### Saved data entries
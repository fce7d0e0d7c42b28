//! Core engine for the Taiga storefront
//!
//! Pricing rules, weight parsing, discount tiers, cart aggregation and the
//! session controller that ties them together. Everything here is synchronous
//! and deterministic; network access lives in `taiga-client`.

pub mod cart;
pub mod error;
pub mod models;
pub mod pricing;
pub mod selection;
pub mod session;

// Re-exports
pub use cart::{Cart, CartLine, Receipt, ReceiptLine};
pub use error::{ShopError, ShopResult};
pub use models::{CatalogItem, Category};
pub use pricing::{InputMode, ParsedWeight, PriceBasis, PricingRule, Quote, WeightUnit};
pub use selection::{Preset, WeightSelection};
pub use session::StoreSession;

### YOUR GOAL
Set aside each line above that includes the string "cart" and report it.

### ANSWER SPACE
//! Pricing rules, weight parsing, discount tiers, cart aggregation and the
pub mod cart;
pub use cart::{Cart, CartLine, Receipt, ReceiptLine};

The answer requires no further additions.